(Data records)
---*---
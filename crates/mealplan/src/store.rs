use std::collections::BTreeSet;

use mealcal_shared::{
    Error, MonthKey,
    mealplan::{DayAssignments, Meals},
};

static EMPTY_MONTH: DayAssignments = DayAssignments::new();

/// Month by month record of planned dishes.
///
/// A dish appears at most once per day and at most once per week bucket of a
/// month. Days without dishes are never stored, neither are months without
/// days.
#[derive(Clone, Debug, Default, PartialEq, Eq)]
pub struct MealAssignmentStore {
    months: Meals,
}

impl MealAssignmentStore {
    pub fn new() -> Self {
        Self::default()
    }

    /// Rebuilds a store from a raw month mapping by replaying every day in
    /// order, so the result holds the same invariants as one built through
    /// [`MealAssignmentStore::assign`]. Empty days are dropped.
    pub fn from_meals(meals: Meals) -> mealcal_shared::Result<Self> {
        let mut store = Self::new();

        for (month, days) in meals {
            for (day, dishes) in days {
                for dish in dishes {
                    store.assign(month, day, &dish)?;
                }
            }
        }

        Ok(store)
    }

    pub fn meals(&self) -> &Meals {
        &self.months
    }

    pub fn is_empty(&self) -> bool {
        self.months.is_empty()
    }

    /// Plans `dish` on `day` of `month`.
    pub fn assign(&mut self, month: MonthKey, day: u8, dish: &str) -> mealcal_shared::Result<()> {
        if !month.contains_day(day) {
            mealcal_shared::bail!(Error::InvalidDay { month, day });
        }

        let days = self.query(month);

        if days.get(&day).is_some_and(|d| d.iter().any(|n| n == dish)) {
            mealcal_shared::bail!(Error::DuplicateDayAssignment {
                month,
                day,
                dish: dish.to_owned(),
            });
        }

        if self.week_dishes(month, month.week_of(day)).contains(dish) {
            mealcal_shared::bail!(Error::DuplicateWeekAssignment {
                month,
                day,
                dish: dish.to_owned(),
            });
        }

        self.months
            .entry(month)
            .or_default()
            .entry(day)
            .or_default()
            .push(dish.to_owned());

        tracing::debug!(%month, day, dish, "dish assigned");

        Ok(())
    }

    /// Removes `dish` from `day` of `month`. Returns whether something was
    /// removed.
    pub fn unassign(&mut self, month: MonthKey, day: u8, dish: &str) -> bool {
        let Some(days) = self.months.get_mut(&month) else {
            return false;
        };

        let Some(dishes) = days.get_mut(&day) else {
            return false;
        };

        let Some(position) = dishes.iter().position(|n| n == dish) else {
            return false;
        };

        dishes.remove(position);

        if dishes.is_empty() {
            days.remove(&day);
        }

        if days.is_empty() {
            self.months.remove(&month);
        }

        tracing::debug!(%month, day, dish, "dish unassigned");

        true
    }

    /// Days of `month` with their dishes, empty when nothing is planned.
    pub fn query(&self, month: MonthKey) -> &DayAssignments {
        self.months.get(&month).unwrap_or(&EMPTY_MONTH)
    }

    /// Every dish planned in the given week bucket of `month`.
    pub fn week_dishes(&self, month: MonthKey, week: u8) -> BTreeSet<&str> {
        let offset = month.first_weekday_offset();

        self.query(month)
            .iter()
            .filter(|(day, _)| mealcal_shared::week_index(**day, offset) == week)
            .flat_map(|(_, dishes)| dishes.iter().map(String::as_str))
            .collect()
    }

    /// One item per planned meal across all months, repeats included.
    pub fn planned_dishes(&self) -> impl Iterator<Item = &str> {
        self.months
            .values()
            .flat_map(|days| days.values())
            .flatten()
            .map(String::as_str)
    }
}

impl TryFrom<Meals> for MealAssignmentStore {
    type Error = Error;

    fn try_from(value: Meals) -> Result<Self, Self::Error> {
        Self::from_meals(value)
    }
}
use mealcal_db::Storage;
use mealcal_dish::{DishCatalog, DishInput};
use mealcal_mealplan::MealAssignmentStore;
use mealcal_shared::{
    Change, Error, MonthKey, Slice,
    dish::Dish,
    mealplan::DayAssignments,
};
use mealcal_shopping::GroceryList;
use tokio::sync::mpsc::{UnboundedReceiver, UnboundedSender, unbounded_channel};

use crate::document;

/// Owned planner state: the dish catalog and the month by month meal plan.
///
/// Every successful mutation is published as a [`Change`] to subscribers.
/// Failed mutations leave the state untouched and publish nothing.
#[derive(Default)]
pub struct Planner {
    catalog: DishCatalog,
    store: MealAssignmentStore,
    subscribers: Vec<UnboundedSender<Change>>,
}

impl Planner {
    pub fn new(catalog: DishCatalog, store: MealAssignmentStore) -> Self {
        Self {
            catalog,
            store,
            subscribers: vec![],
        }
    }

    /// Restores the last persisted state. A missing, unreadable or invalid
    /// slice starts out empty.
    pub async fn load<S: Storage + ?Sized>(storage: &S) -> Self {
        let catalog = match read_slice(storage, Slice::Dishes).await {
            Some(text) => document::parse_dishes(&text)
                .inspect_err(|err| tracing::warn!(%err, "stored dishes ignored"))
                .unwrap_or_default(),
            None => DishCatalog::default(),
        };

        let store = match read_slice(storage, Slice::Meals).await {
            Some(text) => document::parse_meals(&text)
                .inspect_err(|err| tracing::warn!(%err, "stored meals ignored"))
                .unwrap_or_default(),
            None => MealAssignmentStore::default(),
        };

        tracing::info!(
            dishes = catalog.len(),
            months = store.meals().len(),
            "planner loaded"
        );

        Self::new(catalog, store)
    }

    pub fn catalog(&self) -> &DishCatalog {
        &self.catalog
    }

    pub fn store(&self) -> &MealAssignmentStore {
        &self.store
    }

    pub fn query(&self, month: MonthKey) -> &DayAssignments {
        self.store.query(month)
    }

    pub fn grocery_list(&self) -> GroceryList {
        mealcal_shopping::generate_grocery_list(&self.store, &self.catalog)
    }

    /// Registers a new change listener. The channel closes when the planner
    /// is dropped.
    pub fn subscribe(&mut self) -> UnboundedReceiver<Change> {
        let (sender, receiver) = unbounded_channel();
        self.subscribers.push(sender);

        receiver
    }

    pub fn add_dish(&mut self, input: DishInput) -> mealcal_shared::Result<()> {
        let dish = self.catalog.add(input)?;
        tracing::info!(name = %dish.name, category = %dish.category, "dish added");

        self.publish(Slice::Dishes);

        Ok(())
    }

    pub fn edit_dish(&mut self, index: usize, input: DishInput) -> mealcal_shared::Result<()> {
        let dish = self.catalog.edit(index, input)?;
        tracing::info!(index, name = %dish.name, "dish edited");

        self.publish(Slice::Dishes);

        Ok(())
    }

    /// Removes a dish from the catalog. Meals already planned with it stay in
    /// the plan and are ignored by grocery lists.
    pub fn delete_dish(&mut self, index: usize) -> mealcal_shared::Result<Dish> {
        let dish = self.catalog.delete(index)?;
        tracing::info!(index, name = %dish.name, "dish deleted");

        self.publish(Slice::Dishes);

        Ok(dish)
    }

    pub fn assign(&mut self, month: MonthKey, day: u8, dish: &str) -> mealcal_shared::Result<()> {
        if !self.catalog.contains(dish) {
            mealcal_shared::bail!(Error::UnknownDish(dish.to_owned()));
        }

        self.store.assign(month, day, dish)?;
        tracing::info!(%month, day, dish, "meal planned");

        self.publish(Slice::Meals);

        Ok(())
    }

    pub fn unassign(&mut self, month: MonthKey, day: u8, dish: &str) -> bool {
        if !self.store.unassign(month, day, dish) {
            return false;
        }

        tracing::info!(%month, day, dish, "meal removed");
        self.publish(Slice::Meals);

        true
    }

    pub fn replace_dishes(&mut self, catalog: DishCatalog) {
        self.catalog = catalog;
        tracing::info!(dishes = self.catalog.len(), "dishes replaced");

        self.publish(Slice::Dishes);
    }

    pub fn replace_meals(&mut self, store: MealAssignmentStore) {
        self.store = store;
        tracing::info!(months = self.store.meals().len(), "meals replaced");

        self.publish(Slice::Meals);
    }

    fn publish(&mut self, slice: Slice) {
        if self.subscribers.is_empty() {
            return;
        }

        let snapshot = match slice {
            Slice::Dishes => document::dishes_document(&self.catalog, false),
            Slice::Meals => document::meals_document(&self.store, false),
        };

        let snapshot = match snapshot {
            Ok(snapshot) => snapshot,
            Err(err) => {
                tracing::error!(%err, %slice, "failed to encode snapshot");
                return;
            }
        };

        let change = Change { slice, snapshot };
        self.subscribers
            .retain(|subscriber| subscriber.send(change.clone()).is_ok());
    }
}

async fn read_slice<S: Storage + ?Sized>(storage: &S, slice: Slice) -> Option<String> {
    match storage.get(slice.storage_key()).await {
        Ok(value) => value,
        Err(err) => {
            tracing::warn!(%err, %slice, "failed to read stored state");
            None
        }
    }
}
---*---
## TASK DIRECTIONS
Filter the records down to the lines that contain the string "async", and copy those lines.

## EXERCISE RESPONSE
    pub async fn load<S: Storage + ?Sized>(storage: &S) -> Self {
async fn read_slice<S: Storage + ?Sized>(storage: &S, slice: Slice) -> Option<String> {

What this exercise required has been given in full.